TASK DESCRIPTION - Repeat exactly the lines from the start of the entries below through the line containing "pounds to the given display unit". Omit the rest.

GIVEN ENTRIES -
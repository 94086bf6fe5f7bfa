//! Unit conversion functions
//!
//! Converts harness values to canonical pounds/gallons and back, and renders
//! masses as compound "whole + fraction" strings.

use serde::Serialize;

use super::units::{MassUnit, UnitSystem, VolumeUnit, G_PER_KG, OZ_PER_LB};
use crate::error::{CalcError, CalcResult};

/// Convert a mass in the given unit to canonical pounds
pub fn mass_to_canonical(value: f64, unit: MassUnit) -> f64 {
    value / unit.per_pound()
}

/// Convert canonical pounds to the given display unit
pub fn canonical_to_display(pounds: f64, unit: MassUnit) -> f64 {
    pounds * unit.per_pound()
}

/// Convert a volume in the given unit to canonical gallons
pub fn volume_to_canonical(value: f64, unit: VolumeUnit) -> f64 {
    value / unit.per_gallon()
}

/// Convert canonical gallons to the given display unit
pub fn canonical_to_display_volume(gallons: f64, unit: VolumeUnit) -> f64 {
    gallons * unit.per_gallon()
}

/// Parse a raw harness input
///
/// Empty input is a valid intermediate state and yields `Ok(None)`.
pub fn parse_input(raw: &str) -> CalcResult<Option<f64>> {
    let trimmed = raw.trim();
    if trimmed.is_empty() {
        return Ok(None);
    }

    match trimmed.parse::<f64>() {
        Ok(v) if v.is_finite() => Ok(Some(v)),
        _ => Err(CalcError::validation(format!("'{}' is not a number", trimmed))),
    }
}

/// A mass split into a main unit and a sub unit (lb + oz, or kg + g)
#[derive(Debug, Clone, Copy, PartialEq, Serialize)]
pub struct CompoundMass {
    pub main: f64,
    pub sub: f64,
    pub system: UnitSystem,
}

impl CompoundMass {
    /// Total mass in canonical pounds
    pub fn to_pounds(&self) -> f64 {
        compound_to_canonical(self.main, self.sub, self.system)
    }
}

/// Convert a main + sub unit pair to canonical pounds
pub fn compound_to_canonical(main: f64, sub: f64, system: UnitSystem) -> f64 {
    let main_units = main + sub / system.sub_units_per_main();
    mass_to_canonical(main_units, system.main_mass_unit())
}

/// Carry a sub-unit value at or above its threshold into the main unit
///
/// `(2 lb, 18 oz)` becomes `(3 lb, 2 oz)`. Already-normalized pairs come back
/// unchanged.
pub fn normalize_overflow(main: f64, sub: f64, system: UnitSystem) -> CalcResult<CompoundMass> {
    if !main.is_finite() || !sub.is_finite() {
        return Err(CalcError::validation("Mass must be a number"));
    }
    if main < 0.0 || sub < 0.0 {
        return Err(CalcError::validation("Mass cannot be negative"));
    }

    let threshold = system.sub_units_per_main();
    if sub < threshold {
        return Ok(CompoundMass { main, sub, system });
    }

    let carry = (sub / threshold).floor();
    tracing::debug!(
        "Normalizing {} {} into {} extra {}",
        sub,
        system.sub_mass_unit().symbol(),
        carry,
        system.main_mass_unit().symbol()
    );

    Ok(CompoundMass {
        main: main + carry,
        sub: sub - carry * threshold,
        system,
    })
}

/// Split a mass in main units into whole main units and rounded sub units,
/// carrying when rounding reaches the threshold
fn split_whole(main_units: f64, threshold: f64) -> (u64, u64) {
    let main_units = main_units.max(0.0);
    let mut whole = main_units.floor();
    let mut sub = ((main_units - whole) * threshold).round();
    if sub >= threshold {
        whole += 1.0;
        sub = 0.0;
    }
    (whole as u64, sub as u64)
}

fn format_compound(whole: u64, sub: u64, main_symbol: &str, sub_symbol: &str) -> String {
    match (whole, sub) {
        (0, 0) => format!("0 {}", main_symbol),
        (w, 0) => format!("{} {}", w, main_symbol),
        (0, s) => format!("{} {}", s, sub_symbol),
        (w, s) => format!("{} {} {} {}", w, main_symbol, s, sub_symbol),
    }
}

/// Format pounds as whole pounds and rounded ounces, e.g. "3 lbs 2 oz"
pub fn format_mass_imperial(pounds: f64) -> String {
    let (lbs, oz) = split_whole(pounds, OZ_PER_LB);
    let pound_symbol = if lbs == 1 { "lb" } else { MassUnit::Pound.symbol() };
    format_compound(lbs, oz, pound_symbol, MassUnit::Ounce.symbol())
}

/// Format kilograms as whole kilograms and rounded grams, e.g. "1 kg 250 g"
pub fn format_mass_metric(kg: f64) -> String {
    let (kgs, g) = split_whole(kg, G_PER_KG);
    format_compound(kgs, g, MassUnit::Kilogram.symbol(), MassUnit::Gram.symbol())
}

/// Format canonical pounds in the given unit system
pub fn format_mass(pounds: f64, system: UnitSystem) -> String {
    match system {
        UnitSystem::Imperial => format_mass_imperial(pounds),
        UnitSystem::Metric => format_mass_metric(canonical_to_display(pounds, MassUnit::Kilogram)),
    }
}

/// Format canonical gallons in the given unit system, e.g. "5.00 gal"
pub fn format_volume(gallons: f64, system: UnitSystem) -> String {
    let unit = system.volume_unit();
    format!("{:.2} {}", canonical_to_display_volume(gallons, unit), unit.symbol())
}

#[cfg(test)]
mod tests {
    use super::*;

    #[test]
    fn test_metric_round_trip() {
        for x in [0.0, 0.001, 1.0, 2.5, 12.4224, 1000.0, 123456.789] {
            let back = canonical_to_display(mass_to_canonical(x, MassUnit::Kilogram), MassUnit::Kilogram);
            assert!((back - x).abs() <= 1e-9 * x.max(1.0), "round trip drifted for {}", x);

            let back = canonical_to_display(mass_to_canonical(x, MassUnit::Gram), MassUnit::Gram);
            assert!((back - x).abs() <= 1e-9 * x.max(1.0));
        }
    }

    #[test]
    fn test_volume_round_trip() {
        for x in [0.0, 1.0, 5.0, 18.927, 250.0] {
            let back = canonical_to_display_volume(volume_to_canonical(x, VolumeUnit::Liter), VolumeUnit::Liter);
            assert!((back - x).abs() <= 1e-9 * x.max(1.0));
        }
    }

    #[test]
    fn test_known_conversions() {
        assert!((canonical_to_display(1.0, MassUnit::Kilogram) - 0.453592).abs() < 1e-12);
        assert!((mass_to_canonical(1.0, MassUnit::Kilogram) - 2.20462).abs() < 1e-4);
        assert!((mass_to_canonical(8.0, MassUnit::Ounce) - 0.5).abs() < 1e-12);
        assert!((canonical_to_display_volume(1.0, VolumeUnit::Liter) - 3.78541).abs() < 1e-12);
        assert!((volume_to_canonical(1.0, VolumeUnit::Liter) - 0.264172).abs() < 1e-6);
    }

    #[test]
    fn test_parse_input() {
        assert_eq!(parse_input(""), Ok(None));
        assert_eq!(parse_input("   "), Ok(None));
        assert_eq!(parse_input(" 1.060 "), Ok(Some(1.06)));
        assert!(parse_input("abc").unwrap_err().is_validation());
        assert!(parse_input("inf").is_err());
    }

    #[test]
    fn test_normalize_overflow_carries() {
        let n = normalize_overflow(2.0, 18.0, UnitSystem::Imperial).unwrap();
        assert_eq!(n.main, 3.0);
        assert_eq!(n.sub, 2.0);
        assert_eq!(2.0 + 18.0 / 16.0, n.main + n.sub / 16.0);

        let n = normalize_overflow(1.0, 2500.0, UnitSystem::Metric).unwrap();
        assert_eq!(n.main, 3.0);
        assert_eq!(n.sub, 500.0);
    }

    #[test]
    fn test_normalize_overflow_is_idempotent() {
        let once = normalize_overflow(2.0, 18.0, UnitSystem::Imperial).unwrap();
        let twice = normalize_overflow(once.main, once.sub, UnitSystem::Imperial).unwrap();
        assert_eq!(once, twice);

        let untouched = normalize_overflow(4.0, 15.5, UnitSystem::Imperial).unwrap();
        assert_eq!(untouched.main, 4.0);
        assert_eq!(untouched.sub, 15.5);
    }

    #[test]
    fn test_normalize_overflow_exact_threshold() {
        let n = normalize_overflow(0.0, 16.0, UnitSystem::Imperial).unwrap();
        assert_eq!((n.main, n.sub), (1.0, 0.0));
    }

    #[test]
    fn test_normalize_overflow_rejects_negative() {
        assert!(normalize_overflow(-1.0, 2.0, UnitSystem::Imperial).is_err());
        assert!(normalize_overflow(1.0, f64::NAN, UnitSystem::Metric).is_err());
    }

    #[test]
    fn test_compound_preserves_total() {
        let before = compound_to_canonical(2.0, 18.0, UnitSystem::Imperial);
        let after = normalize_overflow(2.0, 18.0, UnitSystem::Imperial).unwrap().to_pounds();
        assert!((before - after).abs() < 1e-12);
        assert!((before - 3.125).abs() < 1e-12);
    }

    #[test]
    fn test_format_mass_imperial() {
        assert_eq!(format_mass_imperial(0.0), "0 lbs");
        assert_eq!(format_mass_imperial(3.0), "3 lbs");
        assert_eq!(format_mass_imperial(1.0), "1 lb");
        assert_eq!(format_mass_imperial(1.125), "1 lb 2 oz");
        assert_eq!(format_mass_imperial(3.125), "3 lbs 2 oz");
        assert_eq!(format_mass_imperial(0.5), "8 oz");
        // 15.97 oz rounds to 16 and carries into the pound
        assert_eq!(format_mass_imperial(1.998), "2 lbs");
    }

    #[test]
    fn test_format_mass_metric() {
        assert_eq!(format_mass_metric(0.0), "0 kg");
        assert_eq!(format_mass_metric(1.25), "1 kg 250 g");
        assert_eq!(format_mass_metric(0.3), "300 g");
        assert_eq!(format_mass_metric(2.9996), "3 kg");
    }

    #[test]
    fn test_format_mass_by_system() {
        assert_eq!(format_mass(12.5, UnitSystem::Imperial), "12 lbs 8 oz");
        // 1 lb = 453.592 g
        assert_eq!(format_mass(1.0, UnitSystem::Metric), "454 g");
    }

    #[test]
    fn test_format_volume() {
        assert_eq!(format_volume(5.0, UnitSystem::Imperial), "5.00 gal");
        assert_eq!(format_volume(1.0, UnitSystem::Metric), "3.79 L");
    }
}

WRITTEN ANSWER -
repository 94086bf6fe5f7bfa
//! Unit conversion functions
//!
//! Converts harness values to canonical pounds/gallons and back, and renders
//! masses as compound "whole + fraction" strings.

use serde::Serialize;

use super::units::{MassUnit, UnitSystem, VolumeUnit, G_PER_KG, OZ_PER_LB};
use crate::error::{CalcError, CalcResult};

/// Convert a mass in the given unit to canonical pounds
pub fn mass_to_canonical(value: f64, unit: MassUnit) -> f64 {
    value / unit.per_pound()
}

/// Convert canonical pounds to the given display unit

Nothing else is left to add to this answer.